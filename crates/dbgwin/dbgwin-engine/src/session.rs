//! Per-tool decoding sessions driven by the [`Runner`](crate::Runner).

use crate::printer::{RecordPrinter, ThreadInfoPrinter};
use dbgwin_mmap::{DEBUG_STREAM_SLOT_TYPE, TELEMETRY_SLOT_TYPE};
use dbgwin_stream::StreamDecoder;
use dbgwin_telemetry2::ThreadInfoDecoder;
use std::io::Write;
use tracing::{debug, info, warn};

/// Result of feeding one snapshot to a session.
#[derive(Debug, Clone, Copy, PartialEq, Eq)]
pub enum Tick {
    /// The producer has not initialized the slot.
    NotReady,
    /// Nothing new since the previous snapshot.
    Idle,
    /// New data was decoded; poll again without sleeping.
    Busy,
    /// The slot changed shape under us; all decoder state was dropped.
    Lost,
}

pub trait Session {
    /// Debug window slot type used when no slot index is forced.
    fn slot_type(&self) -> u32;

    fn tick(&mut self, slot: &[u8]) -> Tick;

    /// Drops all decoder state, e.g. after the source had to be reopened.
    fn reset(&mut self);
}

pub struct DebugStreamSession<W: Write> {
    decoder: StreamDecoder,
    printer: RecordPrinter<W>,
    attached: bool,
}

impl<W: Write> DebugStreamSession<W> {
    pub fn new(error_threshold: u32, out: W) -> Self {
        Self {
            decoder: StreamDecoder::new(error_threshold),
            printer: RecordPrinter::new(out),
            attached: false,
        }
    }

    pub fn decoder(&self) -> &StreamDecoder {
        &self.decoder
    }

    pub fn printer(&self) -> &RecordPrinter<W> {
        &self.printer
    }
}

impl<W: Write> Session for DebugStreamSession<W> {
    fn slot_type(&self) -> u32 {
        DEBUG_STREAM_SLOT_TYPE
    }

    fn tick(&mut self, slot: &[u8]) -> Tick {
        if !self.attached {
            if let Err(err) = self.decoder.get_descriptors(slot) {
                if err.is_not_ready() {
                    debug!(%err, "debug stream not ready");
                } else {
                    info!(%err, "debug stream slot rejected");
                }
                return Tick::NotReady;
            }
            let replayed = self.decoder.catch_up_all(slot, &mut self.printer);
            info!(rings = self.decoder.rings().len(), replayed, "attached to debug stream");
            self.attached = true;
            return Tick::Busy;
        }

        if !self.decoder.check_slot(slot) {
            info!("debug stream slot changed, re-attaching");
            self.attached = false;
            return Tick::Lost;
        }
        if self.decoder.poll(slot, &mut self.printer) {
            Tick::Idle
        } else {
            Tick::Busy
        }
    }

    fn reset(&mut self) {
        self.decoder.reset();
        self.attached = false;
    }
}

pub struct ThreadInfoSession<W: Write> {
    decoder: ThreadInfoDecoder,
    printer: ThreadInfoPrinter<W>,
}

impl<W: Write> ThreadInfoSession<W> {
    pub fn new(out: W) -> Self {
        Self {
            decoder: ThreadInfoDecoder::new(),
            printer: ThreadInfoPrinter::new(out),
        }
    }

    pub fn printer(&self) -> &ThreadInfoPrinter<W> {
        &self.printer
    }
}

impl<W: Write> Session for ThreadInfoSession<W> {
    fn slot_type(&self) -> u32 {
        TELEMETRY_SLOT_TYPE
    }

    fn tick(&mut self, slot: &[u8]) -> Tick {
        let cores = match self.decoder.poll(slot) {
            Ok(cores) => cores,
            Err(err) if err.is_not_ready() => {
                debug!(%err, "telemetry2 not ready");
                self.decoder.reset();
                return Tick::NotReady;
            }
            Err(err) => {
                info!(%err, "telemetry2 slot rejected");
                self.decoder.reset();
                return Tick::Lost;
            }
        };

        for snap in &cores {
            if let Err(err) = self.printer.print_core(snap) {
                warn!(%err, "failed to write thread info");
            }
        }
        // Cores are rewritten in place once per firmware round; there is
        // never a backlog to drain.
        Tick::Idle
    }

    fn reset(&mut self) {
        self.decoder.reset();
    }
}
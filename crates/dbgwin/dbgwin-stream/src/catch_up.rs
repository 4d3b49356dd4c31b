//! Backward walk over record back-links on (re)attach.
//!
//! The last word of every record holds that record's `size_words`, so the
//! word just before any record start tells where the previous record
//! begins:
//!
//! ```text
//!            bpos                         pos (= w_ptr at first)
//!             │                            │
//!   ... ──────┼──────────────────────┬─────┼──── ...
//!             │ id │ seqno │ size │..│bsize│ next record
//!             └──────── bsize words ───────┘
//! ```
//!
//! A step is accepted only if the header found at `bpos` declares exactly
//! `bsize` words and carries the sequence number one below the record after
//! it. The walk is iterative and stops at the first inconsistency, at a
//! record the cursor has already seen, or once a full ring's worth of words
//! has been walked.

use crate::circular::RingDecoder;
use crate::sink::RecordSink;
use dbgwin_records::RECORD_HEADER_WORDS;
use tracing::{debug, info, trace};

/// One record located by the backward walk.
#[derive(Debug, Clone, Copy, PartialEq, Eq)]
struct Link {
    pos: u32,
    seqno: u32,
}

impl RingDecoder {
    /// Replays the history still present behind the write pointer, oldest
    /// first, then attaches the cursor at the write pointer.
    ///
    /// Returns the number of records handed to `sink`.
    pub fn catch_up<S: RecordSink + ?Sized>(&mut self, slot: &[u8], sink: &mut S) -> usize {
        let Some(circ) = self.circular_header(slot) else {
            return 0;
        };
        if circ.next_seqno == 0 || circ.w_ptr >= self.capacity() {
            return 0;
        }

        let chain = self.walk_back(slot, circ.w_ptr, circ.next_seqno);
        let mut replayed = 0;
        for link in chain.iter().rev() {
            match self.get_record(slot, link.pos, Some(link.seqno)) {
                Ok(record) => {
                    sink.on_record(self.core_id(), &record);
                    replayed += 1;
                }
                Err(err) => info!(core = self.core_id(), seqno = link.seqno, %err, "broken record"),
            }
        }

        self.cursor.prev_w_ptr = circ.w_ptr;
        self.cursor.prev_seqno = Some(circ.next_seqno - 1);
        debug!(
            core = self.core_id(),
            seqno = circ.next_seqno - 1,
            w_ptr = circ.w_ptr,
            replayed,
            "caught up"
        );
        replayed
    }

    /// Collects records backwards from `pos`, newest first.
    fn walk_back(&self, slot: &[u8], mut pos: u32, mut seqno: u32) -> Vec<Link> {
        let cap = self.capacity();
        let mut chain = Vec::new();
        let mut walked = 0u32;

        loop {
            let Some(wanted) = seqno.checked_sub(1) else {
                break;
            };
            if self.cursor.prev_seqno.is_some_and(|prev| prev >= wanted) {
                break;
            }
            let Some(bsize) = self.read_word(slot, pos + cap - 1) else {
                break;
            };
            if bsize < RECORD_HEADER_WORDS || bsize >= cap || walked + bsize > cap {
                trace!(core = self.core_id(), pos, bsize, "history ends at back-link");
                break;
            }
            let bpos = (pos + cap - bsize) % cap;
            let Some(hdr) = self.get_record_header(slot, bpos) else {
                break;
            };
            if hdr.size_words != bsize || hdr.seqno != wanted {
                trace!(
                    core = self.core_id(),
                    bpos,
                    bsize,
                    size = hdr.size_words,
                    seqno = hdr.seqno,
                    wanted,
                    "history ends at inconsistent record"
                );
                break;
            }

            chain.push(Link { pos: bpos, seqno: wanted });
            walked += bsize;
            pos = bpos;
            seqno = wanted;
        }
        chain
    }
}

#[cfg(test)]
mod tests {
    use crate::circular::{Cursor, DEFAULT_ERROR_THRESHOLD, RingDecoder};
    use crate::producer::SlotBuilder;
    use crate::slot_layout::parse_descriptors;
    use dbgwin_records::Record;

    fn decoder(slot: &SlotBuilder) -> RingDecoder {
        let descs = parse_descriptors(slot.as_bytes()).unwrap();
        RingDecoder::new(descs[0], DEFAULT_ERROR_THRESHOLD)
    }

    fn seqnos(out: &[(u32, Record)]) -> Vec<u32> {
        out.iter().map(|(_, r)| r.seqno()).collect()
    }

    #[test]
    fn replays_full_history_in_order() {
        let mut slot = SlotBuilder::new(&[128]);
        for size in [4, 7, 5, 9, 4] {
            slot.ring(0).push_sized(1, size);
        }
        let w_ptr = slot.ring(0).header().w_ptr;

        let mut dec = decoder(&slot);
        let mut out = Vec::new();
        assert_eq!(dec.catch_up(slot.as_bytes(), &mut out), 5);
        assert_eq!(seqnos(&out), vec![0, 1, 2, 3, 4]);
        assert_eq!(dec.cursor().prev_seqno, Some(4));
        assert_eq!(dec.cursor().prev_w_ptr, w_ptr);
    }

    #[test]
    fn lapped_ring_replays_only_intact_tail() {
        let mut slot = SlotBuilder::new(&[64]);
        for i in 0..40u32 {
            slot.ring(0).push_sized(1, 4 + i % 5);
        }

        let mut dec = decoder(&slot);
        let mut out = Vec::new();
        let n = dec.catch_up(slot.as_bytes(), &mut out);
        assert!(n > 0);

        let got = seqnos(&out);
        assert_eq!(*got.last().unwrap(), 39);
        for pair in got.windows(2) {
            assert_eq!(pair[1], pair[0] + 1);
        }
        let words: u32 = out.iter().map(|(_, r)| r.header().size_words).sum();
        assert!(words <= 64);
    }

    #[test]
    fn broken_back_link_stops_the_walk() {
        let mut slot = SlotBuilder::new(&[128]);
        let mut ends = Vec::new();
        for _ in 0..7 {
            slot.ring(0).push_sized(1, 4);
            ends.push(slot.ring(0).header().w_ptr);
        }
        // Record 3 now claims to be 6 words long in its back-link.
        slot.ring(0).write_word(ends[3] - 1, 6);

        let mut dec = decoder(&slot);
        let mut out = Vec::new();
        assert_eq!(dec.catch_up(slot.as_bytes(), &mut out), 3);
        assert_eq!(seqnos(&out), vec![4, 5, 6]);
        assert_eq!(dec.cursor().prev_seqno, Some(6));
    }

    #[test]
    fn stops_at_already_seen_seqno() {
        let mut slot = SlotBuilder::new(&[128]);
        for _ in 0..7 {
            slot.ring(0).push_sized(1, 5);
        }

        let mut dec = decoder(&slot);
        dec.cursor = Cursor {
            prev_w_ptr: 0,
            prev_seqno: Some(3),
            error_count: 0,
        };
        let mut out = Vec::new();
        dec.catch_up(slot.as_bytes(), &mut out);
        assert_eq!(seqnos(&out), vec![4, 5, 6]);
    }

    #[test]
    fn untouched_ring_has_nothing_to_replay() {
        let slot = SlotBuilder::new(&[64]);
        let mut dec = decoder(&slot);
        let mut out = Vec::new();
        assert_eq!(dec.catch_up(slot.as_bytes(), &mut out), 0);
        assert_eq!(*dec.cursor(), Cursor::default());
    }

    #[test]
    fn self_consistent_garbage_terminates() {
        // Every word says "4": each back-link agrees with a header whose
        // seqno never matches, so the walk must end immediately.
        let mut slot = SlotBuilder::new(&[64]);
        for pos in 0..64 {
            slot.ring(0).write_word(pos, 4);
        }
        slot.ring(0).set_header(crate::slot_layout::CircularBufHeader {
            next_seqno: 6,
            w_ptr: 8,
        });
        let mut dec = decoder(&slot);
        let mut out = Vec::new();
        assert_eq!(dec.catch_up(slot.as_bytes(), &mut out), 0);
        assert_eq!(dec.cursor().prev_seqno, Some(5));
    }
}
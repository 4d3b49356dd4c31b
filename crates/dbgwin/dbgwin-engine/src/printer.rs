use dbgwin_records::{CpuInfo, Record, RecordKind, fixed_point_percent};
use dbgwin_stream::RecordSink;
use dbgwin_telemetry2::CoreSnapshot;
use std::io::Write;
use tracing::{debug, info, warn};

/// Prints decoded debug-stream records, dispatching on the record id.
pub struct RecordPrinter<W: Write> {
    out: W,
}

impl<W: Write> RecordPrinter<W> {
    pub fn new(out: W) -> Self {
        Self { out }
    }

    pub fn get_ref(&self) -> &W {
        &self.out
    }

    pub fn into_inner(self) -> W {
        self.out
    }

    fn print_thread_info(&mut self, core_id: u32, record: &Record) -> std::io::Result<()> {
        let cpu = match CpuInfo::parse(record.payload()) {
            Ok(cpu) => cpu,
            Err(err) => {
                info!(core = core_id, seqno = record.seqno(), %err, "thread info parse failed");
                return Ok(());
            }
        };
        writeln!(
            self.out,
            "CPU {}: Load: {:.1}% {} threads (seqno {})",
            core_id,
            fixed_point_percent(cpu.load),
            cpu.threads.len(),
            record.seqno()
        )?;
        for t in &cpu.threads {
            write_thread_line(&mut self.out, &t.name, t.stack_usage, t.cpu_load)?;
        }
        Ok(())
    }
}

impl<W: Write> RecordSink for RecordPrinter<W> {
    fn on_record(&mut self, core_id: u32, record: &Record) {
        let hdr = record.header();
        debug!(core = core_id, id = hdr.id, seqno = hdr.seqno, size = hdr.size_words, "record");
        let res = match hdr.kind() {
            RecordKind::ThreadInfo => self.print_thread_info(core_id, record),
            RecordKind::Uninitialized | RecordKind::Unknown(_) => {
                warn!(core = core_id, id = hdr.id, "unsupported record type");
                Ok(())
            }
        };
        if let Err(err) = res.and_then(|_| self.out.flush()) {
            warn!(%err, "failed to write record");
        }
    }
}

/// Prints telemetry2 per-core thread tables.
pub struct ThreadInfoPrinter<W: Write> {
    out: W,
}

impl<W: Write> ThreadInfoPrinter<W> {
    pub fn new(out: W) -> Self {
        Self { out }
    }

    pub fn get_ref(&self) -> &W {
        &self.out
    }

    pub fn print_core(&mut self, snap: &CoreSnapshot) -> std::io::Result<()> {
        writeln!(
            self.out,
            "CPU {}: Load: {:.1}% {} threads (counter {})",
            snap.core,
            fixed_point_percent(snap.load),
            snap.threads.len(),
            snap.counter
        )?;
        for t in &snap.threads {
            write_thread_line(&mut self.out, &t.name, t.stack_usage, t.cpu_usage)?;
        }
        self.out.flush()
    }
}

fn write_thread_line<W: Write>(out: &mut W, name: &str, stack: u8, load: u8) -> std::io::Result<()> {
    writeln!(
        out,
        "    {:<20} stack {:.1}%\tload {:.1}%",
        name,
        fixed_point_percent(stack),
        fixed_point_percent(load)
    )
}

········

Where does the string "never" occur in the data above? Copy every line that holds it.

        // never a backlog to drain.
        // seqno never matches, so the walk must end immediately.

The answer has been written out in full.